Becky Moore is one of the more prominent cult apologists in circulation, publishing tripe about how “positive” the People’s Temple cult really was and that, really, “cult” is dirty word that insults all the wonderful things that came from this group of brainwashed slaves. “Big Mac” McGehee is her very prolific propaganda hubby, who puts out the annual “Jonestown Report.” To his credit, he includes some of the unsavory aspects of the forced labor camp called Jonestown in his publication. The only problem is its resemblance with the formula used by supermarket tabloids, but on a much more serious scale. Nothing quite so effective as a potent mix of fact and fiction grossly distorting perspective on the actual big picture. Just gloss over, obfuscate or outright deny the reality of cult psychosocial dynamics so lethal to free will and, in some cases, life itself.

And Becky-Mac wants it that way, cause this enterprising fun couple crave that credibility enabling them to keep the New People’s Temple cult followers happy and positive there really were some mighty good things that flowed from all the brainwashing, fraud, slave labor, torture, child abuse, and murder that were the hallmarks of the cult that died.

“Becky-Mac … enterprising fun couple”? Yeah, I was pretty invective crazy, start-to-finish in that 2006-2012 blog maelstrom.

But you know, as much as I’ll continue vehemently opposing their views, throughout the entire six-year battle Mac and Becky always remained cordial and restrained, no matter how much vitriol was blasted in their direction. As much as I disagree with them, these are two exceedingly congenial, well-intentioned people. Even if they are seriously in error, kudos to their kind dispositions.

In 2007, about six months into roiling reign of “Jonestown Apologists Alert,” I published an anonymous comment:

The academic work of Rebecca Moore is a result of a woman trying to make sense of what happened to her sisters. Of course she wants to sympathize with them. She’s human. I think your account here is unfair… I shouldn’t try to speak for the Moores but this family has been trashed and hurt and devastated for so long, that it seems like insult to injury for you to sling more mud at them here. Consider the fact that you’re talking about people, please, who honestly aren’t all that different from you.

A short time later, another commenter asked me “why I hated them.” I replied it wasn’t Mac or Becky – only their actions I loathed.
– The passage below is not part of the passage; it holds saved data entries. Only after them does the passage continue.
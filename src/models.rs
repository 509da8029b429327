use chrono::{DateTime, Utc};
use serde::{Deserialize, Serialize};
use uuid::Uuid;

/// Sentiment label attached to every stored comment
#[derive(Debug, Clone, Copy, PartialEq, Eq, Hash, Default, Serialize, Deserialize)]
#[serde(rename_all = "lowercase")]
pub enum Sentiment {
    Positive,
    #[default]
    Neutral,
    Negative,
}

impl Sentiment {
    /// Parse a label, defaulting to `Neutral` for anything unrecognized
    #[must_use]
    pub fn parse(label: &str) -> Self {
        // Gateway classifiers answer in prose ("The sentiment is positive."),
        // so substring matching is deliberate here
        let label = label.to_lowercase();
        if label.contains("positive") {
            Self::Positive
        } else if label.contains("negative") {
            Self::Negative
        } else {
            Self::Neutral
        }
    }

    #[must_use]
    pub const fn as_str(self) -> &'static str {
        match self {
            Self::Positive => "positive",
            Self::Neutral => "neutral",
            Self::Negative => "negative",
        }
    }
}

impl std::fmt::Display for Sentiment {
    fn fmt(&self, f: &mut std::fmt::Formatter<'_>) -> std::fmt::Result {
        f.write_str(self.as_str())
    }
}

/// One audience comment on a video, as stored
#[derive(Debug, Clone, Serialize, Deserialize)]
pub struct Comment {
    pub id: Uuid,
    pub video_id: String,
    /// Never empty; ingestion replaces empty input with a placeholder
    pub text: String,
    pub votes: i64,
    pub hearted: bool,
    pub replies: i64,
    /// When the comment was published on the platform
    pub published_at: DateTime<Utc>,
    pub sentiment: Sentiment,
    pub sentiment_score: Option<f64>,
    /// When the record was written; aggregation prefers this, falling back
    /// to `published_at`
    pub recorded_at: DateTime<Utc>,
}

impl Comment {
    /// Hour of day (0-23) used for the commenting-time histogram
    #[must_use]
    pub fn activity_hour(&self) -> u32 {
        use chrono::Timelike;
        self.recorded_at.hour()
    }
}

/// A comment as returned by the video platform, before labeling and storage
#[derive(Debug, Clone, Serialize, Deserialize)]
pub struct RawComment {
    pub text: String,
    pub published_at: DateTime<Utc>,
    pub like_count: i64,
    pub viewer_reaction: Option<String>,
    pub reply_count: i64,
}

impl RawComment {
    /// Whether the comment author's viewer rating marks it as hearted
    #[must_use]
    pub fn is_hearted(&self) -> bool {
        self.viewer_reaction.as_deref() == Some("like")
    }
}

/// Video metadata from the platform
#[derive(Debug, Clone, Serialize, Deserialize)]
pub struct VideoDetails {
    pub title: String,
    pub channel: String,
    pub thumbnail: String,
    pub views: u64,
    pub likes: u64,
    pub subscribers: u64,
}

/// A cache row: opaque key, JSON payload, absolute expiry
#[derive(Debug, Clone, Serialize, Deserialize)]
pub struct CacheEntry {
    pub key: String,
    pub data: serde_json::Value,
    pub expires_at: DateTime<Utc>,
}

impl CacheEntry {
    #[must_use]
    pub fn is_expired(&self) -> bool {
        self.expires_at <= Utc::now()
    }
}

#[cfg(test)]
mod tests {
    use super::*;

    #[test]
    fn test_sentiment_parse_exact_labels() {
        assert_eq!(Sentiment::parse("positive"), Sentiment::Positive);
        assert_eq!(Sentiment::parse("negative"), Sentiment::Negative);
        assert_eq!(Sentiment::parse("neutral"), Sentiment::Neutral);
    }

    #[test]
    fn test_sentiment_parse_prose_answers() {
        assert_eq!(
            Sentiment::parse("The sentiment is Positive."),
            Sentiment::Positive
        );
        assert_eq!(Sentiment::parse("NEGATIVE"), Sentiment::Negative);
    }

    #[test]
    fn test_sentiment_parse_unknown_defaults_to_neutral() {
        assert_eq!(Sentiment::parse("mixed"), Sentiment::Neutral);
        assert_eq!(Sentiment::parse(""), Sentiment::Neutral);
    }

    #[test]
    fn test_sentiment_serde_lowercase() {
        let json = serde_json::to_string(&Sentiment::Positive).unwrap();
        assert_eq!(json, "\"positive\"");
        let back: Sentiment = serde_json::from_str("\"negative\"").unwrap();
        assert_eq!(back, Sentiment::Negative);
    }

    #[test]
    fn test_raw_comment_hearted() {
        let raw = RawComment {
            text: "nice".to_string(),
            published_at: Utc::now(),
            like_count: 0,
            viewer_reaction: Some("like".to_string()),
            reply_count: 0,
        };
        assert!(raw.is_hearted());

        let raw = RawComment {
            viewer_reaction: None,
            ..raw
        };
        assert!(!raw.is_hearted());
    }
}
Sure, it’d be hard to know that, watching all the years of volcanic verbiage. But they demonstrated a great measure of decency when they published my father’s eight articles on their website. The last four aren’t published anyplace else other than in my own blog archive, but they are here. Both he and I appreciated that.

Peace out.

(Tom Kinsolving’s blog is the Jonestown Apologist Alert. He may be reached at mrtpk@yahoo.com.)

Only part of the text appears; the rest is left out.